升龙府南门,此刻已化作炼狱。
“轰——!!!”
伴随着第一枚开花弹狠狠砸在城楼之上,那面绣着“陈”字的大旗瞬间被火光吞噬,连同那个悬挂人头的旗杆一起,被炸成了漫天飞舞的木屑。
几十枚装填了铁钉瓷片的开花弹,带着令人头皮发麻的尖啸声,覆盖了整个南门城头。
“轰隆隆——!!!”
爆炸声连成了一片,大地在颤抖,城墙在哀鸣。
那些原本挤在城墙上的守军和青壮,哪里见过这等阵势?
在他们的认知里,守城无非就是躲在垛口后面,等着敌人爬云梯,然后扔石头、泼金汁。可是大明的打法,彻底颠覆了他们的世界观。
他们甚至连敌人的脸都没看清,身边的同伴就变成了一团团爆开的血雾。
“啊——!!!”
“妖法!这是妖法!”
“救命啊!我不想死!”
城墙上瞬间乱作一团。硝烟弥漫中,无数人像没头苍蝇一样乱撞。有人被气浪掀下城墙,摔得粉身碎骨;有人被弹片削断了手脚,躺在血泊中凄厉哀嚎。
恐惧在这一刻彻底压倒了军令。
“跑啊!城墙要塌了!”
不知道是谁喊了一声,原本还勉强维持的阵型瞬间崩塌。无论是正规军还是被强征来的百姓,都发了疯似的往马道上挤,想要逃离这个死亡之地。
“不许退!谁敢退!”
负责守卫南门的阮多,此刻已经杀红了眼。他一身铁甲,手持沾满鲜血的鬼头刀,带着那队如狼似虎的督战队,死死堵在下城的马道口。
“噗!”
阮多手起刀落,将一名带头逃跑的小队长脑袋砍了下来。
鲜血喷了他一脸,让他看起来更加狰狞恐怖,宛如地狱里的恶鬼。
“太师有令!城在人在,城亡人亡!”
阮多提着滴血的人头,歇斯底里地吼道,“谁敢后退一步,这就是下场!都给老子回去!死也要死在垛口上!”
督战队的士兵们也纷纷挥刀,像是砍瓜切菜一样,瞬间砍杀了数十名想要冲卡的逃兵。尸体堆积在马道上,鲜血顺着台阶流淌,滑腻得让人站不稳脚跟。
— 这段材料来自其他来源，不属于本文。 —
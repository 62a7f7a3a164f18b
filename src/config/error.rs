//! Error types for configuration parsing and validation.

use std::path::PathBuf;

use thiserror::Error;

/// Error type for configuration operations.
///
/// Covers errors from parsing, validation, and file operations.
#[derive(Debug, Error)]
pub enum ConfigError {
    /// Failed to read the configuration file.
    #[error("Failed to read config file '{}': {source}", path.display())]
    FileRead {
        /// Path to the config file
        path: PathBuf,
        /// Underlying I/O error
        #[source]
        source: std::io::Error,
    },

    /// Failed to parse the TOML configuration.
    #[error("Failed to parse TOML config: {0}")]
    TomlParse(#[from] toml::de::Error),

    /// Failed to write configuration file (for init command).
    #[error("Failed to write config file '{}': {source}", path.display())]
    FileWrite {
        /// Path to the config file
        path: PathBuf,
        /// Underlying I/O error
        #[source]
        source: std::io::Error,
    },

    /// Invalid strategy value.
    #[error("Invalid strategy '{value}': expected auto, ifconfig, or adapters")]
    InvalidStrategy {
        /// The invalid value provided
        value: String,
    },

    /// Invalid output format value.
    #[error("Invalid output format '{value}': expected plain or json")]
    InvalidFormat {
        /// The invalid value provided
        value: String,
    },

    /// The strategy cannot run on this platform.
    #[error("Strategy '{strategy}' is not supported on this platform")]
    UnsupportedStrategy {
        /// The requested strategy
        strategy: &'static str,
    },

    /// Two options that cannot be combined.
    #[error("{first} cannot be used with {second}")]
    ConflictingOptions {
        /// The first option
        first: &'static str,
        /// The option it conflicts with
        second: &'static str,
    },

    /// A program path was configured but is empty.
    #[error("Empty program path for {field}")]
    EmptyProgram {
        /// Name of the field
        field: &'static str,
    },

    /// The saved ifconfig output file does not exist.
    #[error("Input file '{}' does not exist", path.display())]
    MissingInput {
        /// Path to the input file
        path: PathBuf,
    },
}

/// Well-known field names used in error messages.
///
/// Use these constants for compile-time safety when matching field names.
pub mod field {
    /// The resolution strategy field.
    pub const STRATEGY: &str = "strategy";
    /// The ifconfig program field.
    pub const IFCONFIG_PROGRAM: &str = "ifconfig.program";
    /// The saved ifconfig input field.
    pub const IFCONFIG_INPUT: &str = "ifconfig.input";
}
在死亡的逼迫下,那些被吓破胆的守军只能哭喊着,被硬生生地赶回了那片火海之中。
然而,大明的炮火并没有因为他们的惨状而有丝毫停歇。
“轰!轰!轰!”
又是几轮齐射。
那座屹立了百年的古老城墙,在开花弹的持续轰击下,终于开始呻吟。
青砖崩裂,夯土飞溅。原本平整的城墙外立面,被炸出了一个个巨大的凹坑。尤其是城门楼附近,几根承重的主梁被炸断,瓦片如同下雨般坠落,整座城楼都在剧烈摇晃,仿佛随时都会坍塌。
“将军!不行了!城墙要塌了!”
一名副将满脸乌黑地爬到阮多脚边,哭喊道,“东边的角楼已经塌了一半了!再这样下去,还没等明军攻城,咱们就被埋在
阮多抹了一把脸上的血污,看着那摇摇欲坠的城墙,眼中闪过一丝疯狂。
“塌了就修!人死绝了吗?!”
他猛地转过身,指着缩在城墙内侧角落里的一群人。
他们是被抓来的“敢死营”,原本是用来充当肉盾和炮灰的。
“你们!都给老子起来!”
阮多冲过去,一脚踹翻了一个抱着头的年轻人,厉声吼道,“背上沙袋!扛上石头!去把那些炸开的缺口给老子堵上!”
“不……大人饶命啊……”
“上面都是火……上去就是送死啊……”
百姓们跪在地上,把头磕得砰砰作响,哀求声震天。这时候上城墙修补,那就是用肉身去填炮火,十死无生啊!
“求饶?”
阮多狞笑一声,“太师说了,你们的命就是用来填坑的!”
“噗嗤!”
他毫不犹豫地一刀捅进那个人的胸口,拔出刀,鲜血溅射。
“还有谁想求饶?这就是榜样!”
“上!都给我上!不上现在就杀了你们全家!”
在明晃晃的屠刀逼迫下,这两千名敢死营的百姓,只能含着泪,颤颤巍巍地背起沉重的沙袋和石块。他们像是一群走向刑场的羔羊,在一片哭声中,顶着漫天的炮火,向着那死亡的缺口爬去。
……
城外,大明军阵。
刘声骑在马上,举着望远镜,冷冷地注视着城头上那惨烈的一幕。
“哼,困兽犹斗。”
“大帅,他们好像在修城墙。”身边的副将说道,“是不是让炮火停一停?毕竟那上面有不少是被逼的百姓。”
“停?”
刘声放下望远镜,转头看了副将一眼,眼神冷漠得让人心寒。
“妇人之仁!”
“这是打仗,不是请客吃饭!现在心软,等会儿死的可能就是咱们的弟兄!”
“他们既然站在了城墙上,那就是敌人!不管是不是被逼的,只要挡在大明军队面前,就是敌人!”
刘声猛地挥下手臂,声音冰冷如铁:
“传令炮营!”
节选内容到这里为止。